TASK DETAILS = Return, from the listing that follows, each line containing the word "value".

──────── DATA UNDER STUDY

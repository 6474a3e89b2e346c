use std::sync::{Arc, Mutex};

use tracing::field::{Field, Visit};
use tracing::{Event, Level, Subscriber};
use tracing_subscriber::layer::{Context, SubscriberExt};
use tracing_subscriber::Layer;

#[derive(Debug)]
pub(crate) struct CapturedEvent {
    pub target: String,
    pub level: Level,
    pub fields: Vec<(String, String)>,
}

impl CapturedEvent {
    pub fn field(&self, name: &str) -> Option<&str> {
        self.fields
            .iter()
            .find(|(field, _)| field == name)
            .map(|(_, value)| value.as_str())
    }
}

struct FieldVisitor(Vec<(String, String)>);

impl Visit for FieldVisitor {
    fn record_str(&mut self, field: &Field, value: &str) {
        self.0.push((field.name().to_owned(), value.to_owned()));
    }

    fn record_debug(&mut self, field: &Field, value: &dyn std::fmt::Debug) {
        self.0.push((field.name().to_owned(), format!("{:?}", value)));
    }
}

struct Capture(Arc<Mutex<Vec<CapturedEvent>>>);

impl<S: Subscriber> Layer<S> for Capture {
    fn on_event(&self, event: &Event<'_>, _ctx: Context<'_, S>) {
        let mut visitor = FieldVisitor(Vec::new());
        event.record(&mut visitor);
        self.0.lock().unwrap().push(CapturedEvent {
            target: event.metadata().target().to_owned(),
            level: *event.metadata().level(),
            fields: visitor.0,
        });
    }
}

/// Run `f` on this thread with a subscriber that records every event.
pub(crate) fn capture_events(f: impl FnOnce()) -> Vec<CapturedEvent> {
    let events = Arc::new(Mutex::new(Vec::new()));
    let subscriber = tracing_subscriber::registry().with(Capture(events.clone()));
    tracing::subscriber::with_default(subscriber, f);
    let captured = std::mem::take(&mut *events.lock().unwrap());
    captured
}
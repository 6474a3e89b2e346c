//! Profiler thread-name channel.
//!
//! A profiler sink is installed once per process with [`install`]. When none
//! is installed and the crate was built with one of the `profile-with-*`
//! features, names go to that backend through the `profiling` crate
//! ([`ProfilingBackend`]). Otherwise, or when the crate is built without the
//! `profiling` feature, the channel is absent and [`set_current`] does nothing
//! but report [`NameError::ProfilerUnavailable`].
//!
//! The profiler always receives the full name; no length limit applies here.

use std::cell::RefCell;
use std::panic::{self, AssertUnwindSafe};
use std::thread;

#[cfg(feature = "profiling")]
use std::sync::OnceLock;

use crate::error::NameError;

/// A profiler that can label threads.
///
/// Implementations are called on the thread being named, possibly while that
/// thread's locals are being torn down. A panic is caught and reported as
/// [`NameError::ProfilerPanicked`].
pub trait ThreadProfiler: Send + Sync + 'static {
    fn set_thread_name(&self, name: &str);
}

#[cfg(feature = "profiling")]
static PROFILER: OnceLock<Box<dyn ThreadProfiler>> = OnceLock::new();

#[cfg(feature = "profiling-backend")]
const BACKEND: Option<&'static dyn ThreadProfiler> = Some(&ProfilingBackend);

#[cfg(not(feature = "profiling-backend"))]
const BACKEND: Option<&'static dyn ThreadProfiler> = None;

thread_local! {
    /// Last name this thread sent through the profiler channel
    static CURRENT_NAME: RefCell<Option<String>> = const { RefCell::new(None) };
}

/// Install the process-wide profiler sink. Only the first call succeeds.
///
/// An installed sink takes precedence over a compiled-in backend.
#[cfg(feature = "profiling")]
pub fn install<P: ThreadProfiler>(profiler: P) -> Result<(), NameError> {
    PROFILER
        .set(Box::new(profiler))
        .map_err(|_| NameError::ProfilerAlreadyInstalled)?;
    tracing::debug!("thread profiler installed");
    Ok(())
}

/// Install the process-wide profiler sink. Only the first call succeeds.
#[cfg(not(feature = "profiling"))]
pub fn install<P: ThreadProfiler>(_profiler: P) -> Result<(), NameError> {
    Err(NameError::ProfilingDisabled)
}

fn active() -> Option<&'static dyn ThreadProfiler> {
    #[cfg(feature = "profiling")]
    {
        PROFILER
            .get()
            .map(|profiler| profiler.as_ref())
            .or(BACKEND)
    }
    #[cfg(not(feature = "profiling"))]
    {
        BACKEND
    }
}

/// Whether a profiler sink is installed or a backend is compiled in.
pub fn is_available() -> bool {
    active().is_some()
}

/// Send the full `name` of the calling thread to the active profiler.
pub fn set_current(name: &str) -> Result<(), NameError> {
    let profiler = active().ok_or(NameError::ProfilerUnavailable)?;
    panic::catch_unwind(AssertUnwindSafe(|| profiler.set_thread_name(name)))
        .map_err(|_| NameError::ProfilerPanicked)?;
    // Gone once the thread's locals are destroyed; the sink already has the name.
    let _ = CURRENT_NAME.try_with(|current| {
        *current.borrow_mut() = Some(name.to_owned());
    });
    Ok(())
}

/// The profiler-visible name of the calling thread, if one was set.
pub fn current() -> Option<String> {
    CURRENT_NAME
        .try_with(|current| current.borrow().clone())
        .ok()
        .flatten()
}

/// Names threads through the `profiling` crate.
///
/// Which profiler sees the name (tracy, puffin, optick, superluminal or
/// `tracing`) is chosen by the matching `profile-with-*` feature. Without one
/// the call compiles to nothing.
#[cfg(feature = "profiling")]
#[derive(Debug, Default, Clone, Copy)]
pub struct ProfilingBackend;

#[cfg(feature = "profiling")]
impl ThreadProfiler for ProfilingBackend {
    #[allow(unused_variables)]
    fn set_thread_name(&self, name: &str) {
        profiling::register_thread!(name);
    }
}

/// Reports thread names as `tracing` events.
///
/// Each call emits one `INFO` event with target `thread_name` and the fields
/// `thread.name` and `thread.id`, so that trace exporters layered on the
/// subscriber can label the thread's track.
#[derive(Debug, Default, Clone, Copy)]
pub struct TracingProfiler;

impl ThreadProfiler for TracingProfiler {
    fn set_thread_name(&self, name: &str) {
        tracing::info!(
            target: "thread_name",
            { thread.name = name, thread.id = ?thread::current().id() },
            "thread named"
        );
    }
}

────────────────

WRITTEN ANSWER =
            .map(|(_, value)| value.as_str())
    fn record_str(&mut self, field: &Field, value: &str) {
        self.0.push((field.name().to_owned(), value.to_owned()));
    fn record_debug(&mut self, field: &Field, value: &dyn std::fmt::Debug) {
        self.0.push((field.name().to_owned(), format!("{:?}", value)));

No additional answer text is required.